SDGs事例紹介
記事を読む前に知っておきたい予備知識
・沖縄のハブ
・日本エコレザーとは
・なめし(鞣し)加工とは
沖縄のハブ
沖縄県は、猛毒を持つハブが生息し、年間50~60件前後の咬症被害が発生しています。
特に、農作業や行楽等で田畑や山野への出入りが多くなるこの時期に、ハブ咬症被害も多く発生しております。
県内に生息する毒ヘビで危険なものは、ハブ、ヒメハブ、サキシマハブ、タイワンハブの4種類です。
ハブは生息地や個体、種類によって皮の特徴や模様が違います。
ハブ類咬症発生状況は2021年では、件数が49件となっています。
ハブ類駆除件数:令和3年 総数:6,621となっています。
日本エコレザーとは
日本エコレザーとは、一定の材料基準を満たし、環境への影響が少ないと認められた革材料を指します。
《エコレザーの定義》
動物皮の皮膚断面繊維構造を損なわず、鞣(なめ)しが行われ、仕上げ塗装塗膜が0.15mm以下で、かつ断面構造の70%以上の革です。認定対象革は次の3類です。
第一類:主な家畜動物5種類(牛、馬、豚、山羊、羊)の銀付革、起毛革、ガラス張り革など。
また、姫路白鞣し革、太鼓革などもこの類に属します。
第二類:第一、第三類の革を水平に分割した時に生ずる床革(とこかわ。

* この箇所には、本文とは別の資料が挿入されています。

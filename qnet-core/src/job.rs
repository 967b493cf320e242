//! Jobs, job classes and the job arena.
//!
//! Every job lives in a single [`JobTable`] indexed by a stable [`JobId`].
//! Registries and stations only ever hold ids, so a job appearing in several
//! scopes at once is just the same id present in several index sets.

use std::collections::HashMap;
use std::fmt;

use serde::Serialize;

use crate::error::{KernelError, Result};
use crate::Time;

/// Stable identity of a job for its whole life in the network.
#[derive(Debug, Clone, Copy, PartialEq, Eq, Hash, PartialOrd, Ord, Serialize)]
pub struct JobId(pub u64);

/// Index of a job class in the class table.
#[derive(Debug, Clone, Copy, PartialEq, Eq, Hash, PartialOrd, Ord, Serialize)]
pub struct ClassId(pub usize);

/// Index of a station in the topology.
#[derive(Debug, Clone, Copy, PartialEq, Eq, Hash, PartialOrd, Ord, Serialize)]
pub struct NodeId(pub usize);

impl fmt::Display for JobId {
    fn fmt(&self, f: &mut fmt::Formatter<'_>) -> fmt::Result {
        write!(f, "#{}", self.0)
    }
}

impl fmt::Display for ClassId {
    fn fmt(&self, f: &mut fmt::Formatter<'_>) -> fmt::Result {
        write!(f, "{}", self.0)
    }
}

impl fmt::Display for NodeId {
    fn fmt(&self, f: &mut fmt::Formatter<'_>) -> fmt::Result {
        write!(f, "{}", self.0)
    }
}

/// Whether a class circulates in a fixed population or arrives from outside.
#[derive(Debug, Clone, Copy, PartialEq, Eq, Serialize)]
pub enum ClassKind {
    Open,
    Closed,
}

/// Shared, read-mostly description of a job class.
#[derive(Debug, Clone)]
pub struct JobClass {
    pub name: String,
    pub kind: ClassKind,
    /// Larger values are served first by priority strategies.
    pub priority: i32,
    pub soft_deadline: Option<f64>,
    /// Station where closed jobs start and where cycle times are measured.
    pub reference: Option<NodeId>,
    /// Number of jobs injected at start for closed classes.
    pub population: u32,
}

impl JobClass {
    /// Creates an open class with default priority.
    pub fn open(name: impl Into<String>) -> Self {
        Self {
            name: name.into(),
            kind: ClassKind::Open,
            priority: 0,
            soft_deadline: None,
            reference: None,
            population: 0,
        }
    }

    /// Creates a closed class circulating `population` jobs from `reference`.
    pub fn closed(name: impl Into<String>, reference: NodeId, population: u32) -> Self {
        Self {
            name: name.into(),
            kind: ClassKind::Closed,
            priority: 0,
            soft_deadline: None,
            reference: Some(reference),
            population,
        }
    }

    pub fn with_priority(mut self, priority: i32) -> Self {
        self.priority = priority;
        self
    }

    pub fn with_deadline(mut self, deadline: f64) -> Self {
        self.soft_deadline = Some(deadline);
        self
    }

    pub fn is_closed(&self) -> bool {
        self.kind == ClassKind::Closed
    }
}

/// Immutable table of all classes of a network.
#[derive(Debug, Clone, Default)]
pub struct ClassTable {
    classes: Vec<JobClass>,
}

impl ClassTable {
    pub fn new(classes: Vec<JobClass>) -> Self {
        Self { classes }
    }

    pub fn len(&self) -> usize {
        self.classes.len()
    }

    pub fn is_empty(&self) -> bool {
        self.classes.is_empty()
    }

    /// Returns the class description.
    ///
    /// # Panics
    ///
    /// Panics if the id was not issued by this table. Class ids are
    /// validated when the network is linked.
    pub fn get(&self, class: ClassId) -> &JobClass {
        &self.classes[class.0]
    }

    pub fn ids(&self) -> impl Iterator<Item = ClassId> + '_ {
        (0..self.classes.len()).map(ClassId)
    }

    pub fn iter(&self) -> impl Iterator<Item = (ClassId, &JobClass)> {
        self.classes.iter().enumerate().map(|(i, c)| (ClassId(i), c))
    }
}

/// Fixed-size set of classes, also used as a server compatibility bitset.
#[derive(Debug, Clone, PartialEq, Eq, Hash)]
pub struct ClassMask {
    bits: Vec<bool>,
}

impl ClassMask {
    pub fn none(classes: usize) -> Self {
        Self {
            bits: vec![false; classes],
        }
    }

    pub fn all(classes: usize) -> Self {
        Self {
            bits: vec![true; classes],
        }
    }

    pub fn from_bits(bits: Vec<bool>) -> Self {
        Self { bits }
    }

    pub fn insert(&mut self, class: ClassId) {
        if let Some(bit) = self.bits.get_mut(class.0) {
            *bit = true;
        }
    }

    pub fn contains(&self, class: ClassId) -> bool {
        self.bits.get(class.0).copied().unwrap_or(false)
    }

    pub fn is_empty(&self) -> bool {
        !self.bits.iter().any(|b| *b)
    }

    /// Number of classes in the set.
    pub fn count(&self) -> usize {
        self.bits.iter().filter(|b| **b).count()
    }

    pub fn width(&self) -> usize {
        self.bits.len()
    }
}

/// Link from a fork fragment back to the job it was split from.
#[derive(Debug, Clone, Copy, PartialEq, Eq)]
pub struct ForkLink {
    pub parent: JobId,
    pub fork_node: NodeId,
}

/// A simulated customer.
#[derive(Debug, Clone)]
pub struct Job {
    pub id: JobId,
    pub class: ClassId,
    pub created_at: Time,
    /// Start of the current network cycle, used for system response time.
    pub system_enter: Time,
    /// Time of admission into the current station.
    pub node_enter: Time,
    pub service_start: Option<Time>,
    /// Pending service demand: sampled early (SJF) or left over after preemption.
    pub service_demand: Option<f64>,
    pub total_service: f64,
    pub current_node: Option<NodeId>,
    pub last_node: Option<NodeId>,
    pub forked_from: Option<ForkLink>,
    pub retrials: u32,
}

/// Arena owning every live job.
#[derive(Debug, Default)]
pub struct JobTable {
    jobs: HashMap<JobId, Job>,
    next_id: u64,
    created: u64,
    destroyed: u64,
}

impl JobTable {
    pub fn new() -> Self {
        Default::default()
    }

    /// Creates a job and returns its fresh id.
    pub fn create(&mut self, class: ClassId, now: Time) -> JobId {
        let id = JobId(self.next_id);
        self.next_id += 1;
        self.created += 1;
        self.jobs.insert(
            id,
            Job {
                id,
                class,
                created_at: now,
                system_enter: now,
                node_enter: now,
                service_start: None,
                service_demand: None,
                total_service: 0.0,
                current_node: None,
                last_node: None,
                forked_from: None,
                retrials: 0,
            },
        );
        id
    }

    /// Removes a job from the arena.
    ///
    /// # Errors
    ///
    /// - `KernelError::UnknownJob` - If the job does not exist
    pub fn destroy(&mut self, job: JobId) -> Result<Job> {
        let removed = self
            .jobs
            .remove(&job)
            .ok_or(KernelError::UnknownJob { job })?;
        self.destroyed += 1;
        Ok(removed)
    }

    /// # Errors
    ///
    /// - `KernelError::UnknownJob` - If the job does not exist
    pub fn get(&self, job: JobId) -> Result<&Job> {
        self.jobs.get(&job).ok_or(KernelError::UnknownJob { job })
    }

    /// # Errors
    ///
    /// - `KernelError::UnknownJob` - If the job does not exist
    pub fn get_mut(&mut self, job: JobId) -> Result<&mut Job> {
        self.jobs.get_mut(&job).ok_or(KernelError::UnknownJob { job })
    }

    /// # Errors
    ///
    /// - `KernelError::UnknownJob` - If the job does not exist
    pub fn class_of(&self, job: JobId) -> Result<ClassId> {
        Ok(self.get(job)?.class)
    }

    pub fn contains(&self, job: JobId) -> bool {
        self.jobs.contains_key(&job)
    }

    pub fn len(&self) -> usize {
        self.jobs.len()
    }

    pub fn is_empty(&self) -> bool {
        self.jobs.is_empty()
    }

    pub fn created(&self) -> u64 {
        self.created
    }

    pub fn destroyed(&self) -> u64 {
        self.destroyed
    }
}
impl Server {
    pub fn new(config: ServerConfig) -> Self {
        let units = config
            .types
            .iter()
            .map(|t| {
                (0..t.units)
                    .map(|_| Unit {
                        state: UnitState::Idle,
                        last_class: None,
                        power_timer: None,
                    })
                    .collect()
            })
            .collect();
        let mut order: Vec<usize> = (0..config.types.len()).collect();
        if config.policy == SchedulingPolicy::Alfs {
            order.sort_by_key(|t| std::cmp::Reverse(config.types[*t].compatible.count()));
        }
        Self {
            config,
            units,
            order,
            assignments: BTreeMap::new(),
            pending: VecDeque::new(),
        }
    }

    /// Current type order.
    pub fn order(&self) -> &[usize] {
        &self.order
    }

    pub fn unit_state(&self, server_type: usize, unit: usize) -> UnitState {
        self.units[server_type][unit].state
    }

    /// Units currently assigned to a job.
    pub fn assigned_units(&self, job: JobId) -> Option<&[(usize, usize)]> {
        self.assignments.get(&job).map(|a| a.units.as_slice())
    }

    /// Busy units per server type.
    pub fn busy_by_type(&self) -> Vec<u32> {
        self.units
            .iter()
            .map(|units| units.iter().filter(|u| !u.is_free()).count() as u32)
            .collect()
    }

    fn free_units(&self, server_type: usize) -> Vec<usize> {
        let units = &self.units[server_type];
        let idle = (0..units.len()).filter(|u| units[*u].state == UnitState::Idle);
        let down = (0..units.len()).filter(|u| units[*u].state == UnitState::PoweredDown);
        idle.chain(down).collect()
    }

    fn free_count(&self, class: ClassId) -> u32 {
        self.config
            .types
            .iter()
            .enumerate()
            .filter(|(_, t)| t.compatible.contains(class))
            .map(|(i, _)| self.units[i].iter().filter(|u| u.is_free()).count() as u32)
            .sum()
    }

    fn can_start(&self, class: ClassId) -> bool {
        let compatible = self.config.types.iter().any(|t| t.compatible.contains(class));
        compatible && self.free_count(class) >= self.config.required[class.0]
    }

    fn ready_mask(&self) -> ClassMask {
        let classes = self.config.required.len();
        let mut mask = ClassMask::none(classes);
        for class in (0..classes).map(ClassId) {
            if self.can_start(class) {
                mask.insert(class);
            }
        }
        mask
    }

    fn greedy(&self, types: &[usize], class: ClassId, need: u32) -> Vec<(usize, usize)> {
        let mut chosen = Vec::with_capacity(need as usize);
        for &t in types {
            if chosen.len() as u32 == need {
                break;
            }
            if !self.config.types[t].compatible.contains(class) {
                continue;
            }
            let remaining = need as usize - chosen.len();
            chosen.extend(self.free_units(t).into_iter().take(remaining).map(|u| (t, u)));
        }
        chosen
    }

    /// Picks units for a job of `class` according to the policy.
    fn select_units(
        &self,
        rng: &mut dyn RandomSource,
        class: ClassId,
        population: usize,
    ) -> Option<Vec<(usize, usize)>> {
        if !self.can_start(class) {
            return None;
        }
        let need = self.config.required[class.0];
        let chosen = match self.config.policy {
            SchedulingPolicy::Rais => {
                let free: Vec<(usize, usize)> = (0..self.config.types.len())
                    .filter(|t| self.config.types[*t].compatible.contains(class))
                    .flat_map(|t| self.free_units(t).into_iter().map(move |u| (t, u)))
                    .collect();
                reservoir_sample(rng, &free, need as usize)
            }
            SchedulingPolicy::Fsf => {
                let mut types: Vec<usize> = (0..self.config.types.len()).collect();
                types.sort_by(|a, b| {
                    let expect = |t: usize| {
                        self.config.types[t].service[class.0]
                            .as_ref()
                            .map_or(f64::INFINITY, |d| d.expect(population))
                    };
                    expect(*a).total_cmp(&expect(*b))
                });
                self.greedy(&types, class, need)
            }
            SchedulingPolicy::Fcfs
            | SchedulingPolicy::Alis
            | SchedulingPolicy::Fairness
            | SchedulingPolicy::Alfs => self.greedy(&self.order, class, need),
        };
        (chosen.len() as u32 == need).then_some(chosen)
    }

    fn reorder(&mut self, used: &[(usize, usize)]) {
        let mut used_types: Vec<usize> = Vec::new();
        for (t, _) in used {
            if !used_types.contains(t) {
                used_types.push(*t);
            }
        }
        let to_back: Vec<usize> = match self.config.policy {
            SchedulingPolicy::Alis => used_types
                .into_iter()
                .filter(|t| self.units[*t].iter().all(|u| !u.is_free()))
                .collect(),
            SchedulingPolicy::Fairness => used_types,
            SchedulingPolicy::Fcfs
            | SchedulingPolicy::Rais
            | SchedulingPolicy::Fsf
            | SchedulingPolicy::Alfs => Vec::new(),
        };
        for t in to_back {
            self.order.retain(|o| *o != t);
            self.order.push(t);
        }
    }

    fn update_load(&self, kernel: &mut Kernel<'_>) {
        kernel.set_busy(self.busy_units());
    }

    /// Starts a job if enough compatible units are free.
    fn start(&mut self, kernel: &mut Kernel<'_>, job: JobId) -> Result<bool> {
        let class = kernel.class_of(job)?;
        let population = kernel.population();
        let Some(units) = self.select_units(kernel.rng, class, population) else {
            return Ok(false);
        };

        let primary = units[0].0;
        let pending_demand = kernel.jobs.get_mut(job)?.service_demand.take();
        let demand = match pending_demand {
            Some(demand) => demand,
            None => self.config.types[primary].service[class.0]
                .as_ref()
                .ok_or_else(|| {
                    KernelError::invariant(
                        kernel.here.node,
                        format!("no service time for class {class} on type {primary}"),
                    )
                })?
                .wait(kernel.rng, population),
        };

        let mut setup: f64 = 0.0;
        for &(t, u) in &units {
            let unit = &mut self.units[t][u];
            if let Some(token) = unit.power_timer.take() {
                kernel.scheduler.cancel(token);
            }
            let delay = if unit.state == UnitState::PoweredDown {
                self.config.setup[class.0].as_ref().map(|d| d.wait(kernel.rng, population))
            } else {
                match (&self.config.switchover, unit.last_class) {
                    (Some(matrix), Some(last)) if last != class => matrix[last.0][class.0]
                        .as_ref()
                        .map(|d| d.wait(kernel.rng, population)),
                    _ => None,
                }
            };
            setup = setup.max(delay.unwrap_or(0.0));
        }

        let (state, phase, event, delay) = if setup > 0.0 {
            (UnitState::SettingUp, Phase::SettingUp, Event::SetupDone(job), setup)
        } else {
            (
                UnitState::Running,
                Phase::Running { since: kernel.now },
                Event::ServiceDone(job),
                demand,
            )
        };
        for &(t, u) in &units {
            self.units[t][u].state = state;
        }
        let token = kernel.schedule_self(event, delay)?;
        kernel.jobs.get_mut(job)?.service_start = Some(kernel.now);

        self.reorder(&units);
        trace!(node = kernel.node().0, job = job.0, ?units, setup, demand, "service start");
        self.assignments.insert(
            job,
            Assignment {
                class,
                units,
                demand,
                token: Some(token),
                phase,
                assigned_at: kernel.now,
            },
        );
        self.update_load(kernel);
        Ok(true)
    }

    /// Frees the units of a job, arming delay-off timers.
    fn release(&mut self, kernel: &mut Kernel<'_>, job: JobId, arm_timers: bool) -> Result<Assignment> {
        let mut assignment = self
            .assignments
            .remove(&job)
            .ok_or(KernelError::DoubleRelease { job })?;
        if let Some(token) = assignment.token.take() {
            kernel.scheduler.cancel(token);
        }
        let class = assignment.class;
        for &(t, u) in &assignment.units {
            let unit = &mut self.units[t][u];
            unit.state = UnitState::Idle;
            unit.last_class = Some(class);
            if !arm_timers {
                continue;
            }
            if let Some(off) = &self.config.delay_off[class.0] {
                let wait = off.wait(kernel.rng, 0);
                let token = kernel.schedule_self(
                    Event::PowerDown {
                        server_type: t,
                        unit: u,
                    },
                    wait,
                )?;
                unit.power_timer = Some(token);
            }
        }
        self.update_load(kernel);
        Ok(assignment)
    }

    /// Starts pending jobs, then advertises remaining capacity.
    fn refill(&mut self, kernel: &mut Kernel<'_>) -> Result<()> {
        while let Some(&job) = self.pending.front() {
            if !self.start(kernel, job)? {
                break;
            }
            self.pending.pop_front();
        }
        let mask = self.ready_mask();
        if !mask.is_empty() && self.pending.is_empty() {
            kernel.send_local(SectionKind::Input, Event::Ready(mask))?;
        }
        Ok(())
    }

    fn preempt(&mut self, kernel: &mut Kernel<'_>, job: JobId) -> Result<()> {
        let class = kernel.class_of(job)?;
        let priority = kernel.priority_of(class);
        let need = self.config.required[class.0];
        let free = self.free_count(class);

        let mut candidates: Vec<(i32, Time, JobId)> = self
            .assignments
            .iter()
            .filter(|(_, a)| a.phase != Phase::Done)
            .map(|(id, a)| (kernel.priority_of(a.class), a.assigned_at, *id))
            .filter(|(p, _, _)| *p < priority)
            .collect();
        // Lowest priority first, most recently started among equals.
        candidates.sort_by(|a, b| a.0.cmp(&b.0).then(b.1.total_cmp(&a.1)).then(b.2.cmp(&a.2)));

        let victim = candidates.into_iter().map(|(_, _, id)| id).find(|id| {
            let freed = self.assignments[id]
                .units
                .iter()
                .filter(|(t, _)| self.config.types[*t].compatible.contains(class))
                .count() as u32;
            free + freed >= need
        });

        let Some(victim) = victim else {
            kernel.send_local(SectionKind::Input, Event::Bounced(job))?;
            return Ok(());
        };

        let now = kernel.now;
        let assignment = self.release(kernel, victim, false)?;
        let residual = match assignment.phase {
            Phase::Running { since } => assignment.demand - (now - since),
            Phase::SettingUp | Phase::Done => assignment.demand,
        };
        if residual < -RESIDUAL_TOLERANCE {
            return Err(KernelError::NegativeResidual {
                job: victim,
                residual,
            });
        }
        let record = kernel.jobs.get_mut(victim)?;
        record.total_service += assignment.demand - residual.max(0.0);
        record.service_demand = Some(residual.max(0.0));
        debug!(node = kernel.node().0, job = job.0, victim = victim.0, residual, "preempted");

        if !self.start(kernel, job)? {
            return Err(KernelError::invariant(
                kernel.here.node,
                format!("preempting job {job} could not start"),
            ));
        }
        kernel.send_local(SectionKind::Input, Event::Preempted(victim))
    }
}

肉面側)を再利用した革。
第三類:第一類、第二類以外の革、すなわち野生動物または養殖動物で取引証明等のあるものを(各種動物革)とした。
《日本エコレザー、6つの条件》
1. 天然皮革である
2. 発がん性染料を使用していない
3. 有害化学物質の検査をしている(ホルムアルデヒド、重金属、PCP、禁止アゾ染料)
4. 臭気が基準値以下
5. きちんと管理された工場で作られた革(排水、廃棄物が適正に管理された工場で製造)
6. 染色摩擦堅ろう度(色落ちしにくい)が基準値以上
なめし(鞣し)加工とは
なめし(鞣し)とは、動物の皮から腐敗の原因となるたんぱく質や脂肪を取り除き、薬品を使って柔軟性・耐久性をもたせる加工技術です。
なめしによって、皮は耐熱性を備え、腐りにくく、柔らかくしなやかな革へと生まれ変わります。
なめし工とは、硬く腐敗しやすい動物の皮を、薬品で柔らかさを出し、腐り難くする処理をするプロの事をいいます。
SDGs取り組み内容
取り組みの概要
・県産「駆除ハブ」を活用し生態系を崩すことなく、環境にも配慮したアイテムを製作。
・環境に優しい薬品の使用。
・「脱ムダ(脱プラ)」により、基本包装(無料)はOPP袋とエアパッキンのみにし、ギフトボックスなどは必要な方のみにお渡しをしている。
・新鮮な「駆除ハブ」を活用し、沖縄82そば(ハブそば)を販売している。
・県内でのイベントを増やし、技術や伝統文化の継承にも力を入れている。
取り組みの詳細
那覇市・南風原町・伊江島・久米島・伊平屋島・中城村の6市町村で駆除されている駆除されたハブを購入し、
製品を制作しています。
ハブの皮を使った製品作りだけではなく、ハブの骨を利用した作品を作ったり、また駆除した新鮮なハブで沖縄そば(ハブそば)を作っています。
剥ぎれに関しても全て使用できるように、商品開発の工夫を行なっています。
沖縄の素材を使いたいという強い思いから、独学でなめし(鞣し)加工を約2年半学び、その後商品開発・販売を行い
2009年には、「日本エコレザー基準認定革」として認定されました。
yu-i FACTORYで使用しているハブ革や牛革はタンニンレザーを使用しています。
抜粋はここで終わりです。